:: REQUIRED ACTION ::
Return each line of the listing in which the word "desired" appears.

:: GIVEN ENTRIES ::
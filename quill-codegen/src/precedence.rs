//! Operator precedence ranks and the parenthesis-elision rule.
//!
//! Every rendered expression carries the [`Precedence`] of its outermost
//! operator. When a consumer embeds it, the consumer states the precedence
//! of the context it is embedding into, and the [`OrderTable`] decides
//! whether the child text must be wrapped in parentheses.
//!
//! Lower ranks bind tighter. The atomic rank is the lowest value of a
//! table and the "none" rank is the highest.

use std::cmp::Ordering;
use std::fmt;

/// A binding-strength rank.
///
/// Ranks order lexicographically by `(major, minor)`. The minor component
/// distinguishes operators that share a tier, such as `*` and `/`, or the
/// prefix increment and prefix negation.
#[derive(Debug, Clone, Copy, PartialEq, Eq, PartialOrd, Ord, Hash)]
pub struct Precedence {
    major: u8,
    minor: u8,
}

impl Precedence {
    /// Create a rank from its tier and sub-rank.
    pub const fn new(major: u8, minor: u8) -> Self {
        Self { major, minor }
    }

    /// Create a rank with no sub-rank.
    pub const fn tier(major: u8) -> Self {
        Self { major, minor: 0 }
    }

    pub const fn major(self) -> u8 {
        self.major
    }

    pub const fn minor(self) -> u8 {
        self.minor
    }

    /// Compare tiers only, ignoring the sub-rank.
    pub fn cmp_major(self, other: Precedence) -> Ordering {
        self.major.cmp(&other.major)
    }

    /// Whether this rank sits in a strictly tighter tier than `other`.
    ///
    /// Operators sharing a tier never bind tighter than each other, so
    /// `a - (b + c)` keeps its parentheses.
    pub fn binds_tighter_than(self, other: Precedence) -> bool {
        self.cmp_major(other) == Ordering::Less
    }
}

impl fmt::Display for Precedence {
    fn fmt(&self, f: &mut fmt::Formatter<'_>) -> fmt::Result {
        if self.minor == 0 {
            write!(f, "{}", self.major)
        } else {
            write!(f, "{}.{}", self.major, self.minor)
        }
    }
}

/// An unordered pair of ranks for which parentheses are omitted even though
/// the generic rule would require them.
///
/// Each pair encodes a target-language associativity fact, such as
/// `a * (b * c)` being safe to print as `a * b * c`.
#[derive(Debug, Clone, Copy, PartialEq, Eq)]
pub struct ElisionPair(pub Precedence, pub Precedence);

impl ElisionPair {
    /// Whether this pair covers the given ranks, in either order.
    pub fn matches(&self, a: Precedence, b: Precedence) -> bool {
        (self.0 == a && self.1 == b) || (self.0 == b && self.1 == a)
    }
}

/// The precedence table of a target dialect.
///
/// Only the ranks the core needs by role are named here; dialects keep the
/// rest as their own constants. `named` lists every rank for display.
#[derive(Debug, Clone, Copy)]
pub struct OrderTable {
    pub atomic: Precedence,
    pub addition: Precedence,
    pub subtraction: Precedence,
    pub unary_negation: Precedence,
    pub overrides: &'static [ElisionPair],
    pub named: &'static [(&'static str, Precedence)],
}

impl OrderTable {
    /// Whether `(outer, inner)` is on the elision whitelist.
    pub fn is_elided(&self, outer: Precedence, inner: Precedence) -> bool {
        self.overrides.iter().any(|pair| pair.matches(outer, inner))
    }

    /// Whether a child of rank `inner` embedded at `outer` must be
    /// parenthesised.
    ///
    /// Parentheses are required when the child's tier is not strictly
    /// tighter than its context's tier, unless the pair is whitelisted.
    /// Atomic children never need them.
    pub fn needs_parens(&self, outer: Precedence, inner: Precedence) -> bool {
        if inner == self.atomic || self.is_elided(outer, inner) {
            return false;
        }
        !inner.binds_tighter_than(outer)
    }

    /// Embed a rendered child at `outer`, wrapping it when required.
    ///
    /// A wrapped child is atomic from the consumer's point of view.
    pub fn embed(&self, child: RenderedExpr, outer: Precedence) -> RenderedExpr {
        if self.needs_parens(outer, child.rank) {
            RenderedExpr::new(format!("({})", child.text), self.atomic)
        } else {
            child
        }
    }

    /// Look up a rank by its display name.
    pub fn by_name(&self, name: &str) -> Option<Precedence> {
        self.named
            .iter()
            .find(|(n, _)| n.eq_ignore_ascii_case(name))
            .map(|(_, p)| *p)
    }
}

/// Rendered expression text together with the rank of its outermost
/// operator.
#[derive(Debug, Clone, PartialEq, Eq)]
pub struct RenderedExpr {
    pub text: String,
    pub rank: Precedence,
}

impl RenderedExpr {
    pub fn new(text: impl Into<String>, rank: Precedence) -> Self {
        Self {
            text: text.into(),
            rank,
        }
    }
}

impl fmt::Display for RenderedExpr {
    fn fmt(&self, f: &mut fmt::Formatter<'_>) -> fmt::Result {
        f.write_str(&self.text)
    }
}
//! PHP target for the quill code-synthesis engine.
//!
//! [`Php`] implements both [`quill_codegen::Dialect`] (surface syntax,
//! precedence table, reserved words) and [`quill_codegen::Handlers`] (one
//! rendering rule per construct).
//!
//! ```ignore
//! use quill_codegen::{GeneratorOptions, NameDatabase, generate};
//! use quill_codegen_php::Php;
//!
//! let mut names = NameDatabase::for_dialect(&Php);
//! let code = generate(&program, &Php, &mut names, GeneratorOptions::default())?;
//! ```

mod dialect;
mod handlers;
pub mod orders;

pub use dialect::{Php, RESERVED_WORDS};
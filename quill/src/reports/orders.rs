//! Orders command report data structures.

use super::output::{Output, Report};

/// Ranks sharing one precedence value.
#[derive(Debug, PartialEq, Eq)]
pub struct RankGroup {
    /// Rank as `major` or `major.minor`.
    pub rank: String,
    /// Operator names at this rank, in table order.
    pub names: Vec<&'static str>,
}

/// Report data for a target's precedence table.
#[derive(Debug)]
pub struct OrdersReport {
    /// Target language name.
    pub target: &'static str,
    /// Ranks from tightest to loosest binding.
    pub groups: Vec<RankGroup>,
    /// Pairs printed without parentheses, as names.
    pub elided: Vec<(String, String)>,
}

impl Report for OrdersReport {
    fn render(&self, out: &mut dyn Output) {
        out.title(&format!("{} operator precedence", self.target));
        out.newline();

        out.section("ranks (tightest first)");
        for group in &self.groups {
            out.key_value_indented(&group.rank, &group.names.join(", "));
        }

        out.newline();
        out.section("parentheses elided");
        for (outer, inner) in &self.elided {
            out.list_item(&format!("{} / {}", outer, inner));
        }
    }
}
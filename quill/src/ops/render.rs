//! Render operation - program to source text.

use std::path::Path;

use eyre::{Context, Result};
use quill_codegen::{Generated, GeneratorOptions};
use quill_ir::Program;
use quill_manifest::Manifest;

use crate::{reports::RenderReport, target::TargetSupport};

/// Execute one generation pass with the manifest's settings.
pub fn render(program: &Program, manifest: &Manifest, target: &TargetSupport) -> Result<Generated> {
    let options = GeneratorOptions::from(manifest);
    tracing::debug!(target_lang = target.name(), ?options, "rendering program");
    target
        .generate(program, options)
        .wrap_err_with(|| format!("Failed to generate {} code", target.name()))
}

/// Write generated code to `path`, adding the target's extension when the
/// path has none.
pub fn write(generated: &Generated, path: &Path, target: &TargetSupport) -> Result<RenderReport> {
    let path = if path.extension().is_none() {
        path.with_extension(target.extension())
    } else {
        path.to_path_buf()
    };
    std::fs::write(&path, &generated.code)
        .wrap_err_with(|| format!("Failed to write {}", path.display()))?;

    Ok(RenderReport {
        output_path: path,
        lines: generated.code.lines().count(),
        helpers: generated.helpers.iter().map(|(_, name)| name.clone()).collect(),
    })
}

#[cfg(test)]
mod tests {
    use quill_ir::{Construct, Node};
    use quill_manifest::Target;
    use tempfile::TempDir;

    use super::*;

    fn hello() -> Program {
        Program::new().block(Node::new(Construct::TextPrint {
            value: Node::new(Construct::Text {
                text: "hello".into(),
            })
            .boxed(),
        }))
    }

    #[test]
    fn test_render_with_defaults() {
        let target = TargetSupport::get(Target::Php);
        let generated = render(&hello(), &Manifest::default(), &target).unwrap();
        assert_eq!(generated.code, "print('hello');\n");
    }

    #[test]
    fn test_write_adds_extension() {
        let temp_dir = TempDir::new().expect("Failed to create temp dir");
        let target = TargetSupport::get(Target::Php);
        let generated = render(&hello(), &Manifest::default(), &target).unwrap();

        let report = write(&generated, &temp_dir.path().join("out"), &target).unwrap();
        assert_eq!(report.output_path, temp_dir.path().join("out.php"));
        assert_eq!(report.lines, 1);
        assert_eq!(
            std::fs::read_to_string(&report.output_path).unwrap(),
            "print('hello');\n"
        );
    }

    #[test]
    fn test_write_keeps_given_extension() {
        let temp_dir = TempDir::new().expect("Failed to create temp dir");
        let target = TargetSupport::get(Target::Php);
        let generated = render(&hello(), &Manifest::default(), &target).unwrap();

        let report = write(&generated, &temp_dir.path().join("out.inc"), &target).unwrap();
        assert_eq!(report.output_path, temp_dir.path().join("out.inc"));
    }
}
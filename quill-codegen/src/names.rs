//! Collision-free identifier allocation.
//!
//! Generated code must never reuse a name for two different things, and must
//! never emit a target-language keyword as an identifier. The [`NameDb`]
//! trait is the contract the session relies on; [`NameDatabase`] is the
//! default implementation driven by a dialect's reserved words.

use std::collections::{HashMap, HashSet};

use quill_core::safe_identifier;
use quill_ir::Variable;

use crate::dialect::Dialect;
use crate::error::{GenerateError, Result};

/// What an identifier names.
#[derive(Debug, Clone, Copy, PartialEq, Eq, Hash)]
pub enum NameCategory {
    /// A user variable, looked up by variable id.
    Variable,
    /// A temporary introduced by a handler.
    DeveloperVariable,
    /// A helper function or user procedure.
    Function,
}

impl NameCategory {
    fn takes_variable_prefix(self) -> bool {
        matches!(self, Self::Variable | Self::DeveloperVariable)
    }
}

/// Identifier database contract used by a generation session.
pub trait NameDb {
    /// Forget every allocated name. Called once per session by `init`.
    fn reset(&mut self);

    /// Bind the program's variable table so variable ids resolve to their
    /// display names.
    fn bind_variables(&mut self, variables: &[Variable]);

    /// Stable name for a logical id; the same id and category always yield
    /// the same text within a session.
    fn get_name(&mut self, id: &str, category: NameCategory) -> Result<String>;

    /// A fresh name derived from `desired` that collides with nothing
    /// allocated so far.
    fn get_distinct_name(&mut self, desired: &str, category: NameCategory) -> Result<String>;
}

/// Default [`NameDb`]: sanitises names, avoids reserved words and resolves
/// collisions with numeric suffixes.
#[derive(Debug, Clone)]
pub struct NameDatabase {
    reserved: HashSet<String>,
    variable_prefix: String,
    max_suffix: u32,
    variables: HashMap<String, String>,
    assigned: HashMap<(String, NameCategory), String>,
    taken: HashSet<String>,
}

impl NameDatabase {
    /// Default upper bound on collision suffixes.
    pub const DEFAULT_MAX_SUFFIX: u32 = 10_000;

    pub fn new<'a>(reserved: impl IntoIterator<Item = &'a str>, variable_prefix: &str) -> Self {
        Self {
            reserved: reserved.into_iter().map(str::to_string).collect(),
            variable_prefix: variable_prefix.to_string(),
            max_suffix: Self::DEFAULT_MAX_SUFFIX,
            variables: HashMap::new(),
            assigned: HashMap::new(),
            taken: HashSet::new(),
        }
    }

    /// Create a database configured from a dialect.
    pub fn for_dialect(dialect: &dyn Dialect) -> Self {
        Self::new(
            dialect.reserved_words().iter().copied(),
            dialect.variable_prefix(),
        )
    }

    /// Limit how many numeric suffixes are tried before giving up.
    pub fn with_max_suffix(mut self, max_suffix: u32) -> Self {
        self.max_suffix = max_suffix;
        self
    }

    pub fn is_reserved(&self, name: &str) -> bool {
        self.reserved.contains(name)
    }

    fn decorate(&self, name: &str, category: NameCategory) -> String {
        if category.takes_variable_prefix() {
            format!("{}{}", self.variable_prefix, name)
        } else {
            name.to_string()
        }
    }

    /// Allocate an undecorated name.
    fn allocate(&mut self, desired: &str) -> Result<String> {
        let safe = safe_identifier(desired);
        let mut candidate = safe.clone();
        let mut suffix = 1;
        while self.taken.contains(&candidate) || self.is_reserved(&candidate) {
            suffix += 1;
            if suffix > self.max_suffix {
                return Err(GenerateError::NamesExhausted {
                    name: desired.to_string(),
                });
            }
            candidate = format!("{safe}{suffix}");
        }
        self.taken.insert(candidate.clone());
        Ok(candidate)
    }
}

impl NameDb for NameDatabase {
    fn reset(&mut self) {
        self.assigned.clear();
        self.taken.clear();
        self.variables.clear();
    }

    fn bind_variables(&mut self, variables: &[Variable]) {
        self.variables = variables
            .iter()
            .map(|v| (v.id.clone(), v.name.clone()))
            .collect();
    }

    fn get_name(&mut self, id: &str, category: NameCategory) -> Result<String> {
        let key = (id.to_lowercase(), category);
        if let Some(name) = self.assigned.get(&key) {
            return Ok(self.decorate(name, category));
        }
        let display = match category {
            NameCategory::Variable => self
                .variables
                .get(id)
                .cloned()
                .unwrap_or_else(|| id.to_string()),
            _ => id.to_string(),
        };
        let name = self.allocate(&display)?;
        tracing::trace!(id, name = %name, ?category, "assigned identifier");
        let decorated = self.decorate(&name, category);
        self.assigned.insert(key, name);
        Ok(decorated)
    }

    fn get_distinct_name(&mut self, desired: &str, category: NameCategory) -> Result<String> {
        let name = self.allocate(desired)?;
        Ok(self.decorate(&name, category))
    }
}
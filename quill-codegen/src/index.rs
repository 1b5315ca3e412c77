//! Adjusted-index arithmetic.
//!
//! List and text accessors convert between the program's index origin and
//! the target's zero-based indexing. The conversion is an addition, a
//! subtraction, a negation or a mix of them; literal indices are folded at
//! generation time so `$list[0]` is emitted rather than `$list[1 - 1]`.

use std::cmp::Ordering;

use quill_core::{format_number, parse_number};

use crate::precedence::{OrderTable, RenderedExpr};

/// Whether program-level indices count from zero or from one.
#[derive(Debug, Clone, Copy, PartialEq, Eq, Default)]
pub enum IndexOrigin {
    Zero,
    #[default]
    One,
}

impl IndexOrigin {
    pub fn from_one_based(one_based: bool) -> Self {
        if one_based { Self::One } else { Self::Zero }
    }

    /// Amount subtracted from a logical delta to reach zero-based indexing.
    pub fn offset(self) -> i64 {
        match self {
            Self::Zero => 0,
            Self::One => 1,
        }
    }

    /// Literal used when the index slot is empty.
    pub fn default_literal(self) -> &'static str {
        match self {
            Self::Zero => "0",
            Self::One => "1",
        }
    }
}

/// A request to shift and/or negate an index expression.
#[derive(Debug, Clone, Copy, PartialEq, Eq)]
pub struct Adjustment {
    /// Constant added to the base; already origin-shifted.
    pub delta: i64,
    /// Negate the result.
    pub negate: bool,
    /// Rank of the context the result is embedded into.
    pub context: crate::Precedence,
}

/// Apply an [`Adjustment`] to an already-rendered base expression.
///
/// An absent base falls back to the origin's default literal. Numeric
/// literals are folded and never parenthesised. Dynamic bases get explicit
/// arithmetic, wrapped when the composed operator's tier is not strictly
/// tighter than the context's tier.
pub fn adjust_index(
    base: Option<RenderedExpr>,
    adjustment: Adjustment,
    origin: IndexOrigin,
    orders: &OrderTable,
) -> RenderedExpr {
    let Adjustment {
        delta,
        negate,
        context,
    } = adjustment;
    let base = base.unwrap_or_else(|| RenderedExpr::new(origin.default_literal(), orders.atomic));

    if let Some(value) = parse_number(&base.text) {
        let mut folded = value + delta as f64;
        if negate {
            folded = -folded;
        }
        let rank = if folded < 0.0 {
            orders.unary_negation
        } else {
            orders.atomic
        };
        return RenderedExpr::new(format_number(folded), rank);
    }

    let mut text = base.text;
    let mut rank = None;
    match delta.cmp(&0) {
        Ordering::Greater => {
            text = format!("{text} + {delta}");
            rank = Some(orders.addition);
        }
        Ordering::Less => {
            text = format!("{text} - {}", delta.unsigned_abs());
            rank = Some(orders.subtraction);
        }
        Ordering::Equal => {}
    }
    if negate {
        text = if delta != 0 {
            format!("-({text})")
        } else {
            format!("-{text}")
        };
        rank = Some(orders.unary_negation);
    }

    match rank {
        Some(rank) if rank.cmp_major(context) != Ordering::Less => {
            RenderedExpr::new(format!("({text})"), orders.atomic)
        }
        Some(rank) => RenderedExpr::new(text, rank),
        None => RenderedExpr::new(text, base.rank),
    }
}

:: EXERCISE SOLUTION ::
    /// A fresh name derived from `desired` that collides with nothing
    fn get_distinct_name(&mut self, desired: &str, category: NameCategory) -> Result<String>;
    fn allocate(&mut self, desired: &str) -> Result<String> {
        let safe = safe_identifier(desired);
                    name: desired.to_string(),
    fn get_distinct_name(&mut self, desired: &str, category: NameCategory) -> Result<String> {
        let name = self.allocate(desired)?;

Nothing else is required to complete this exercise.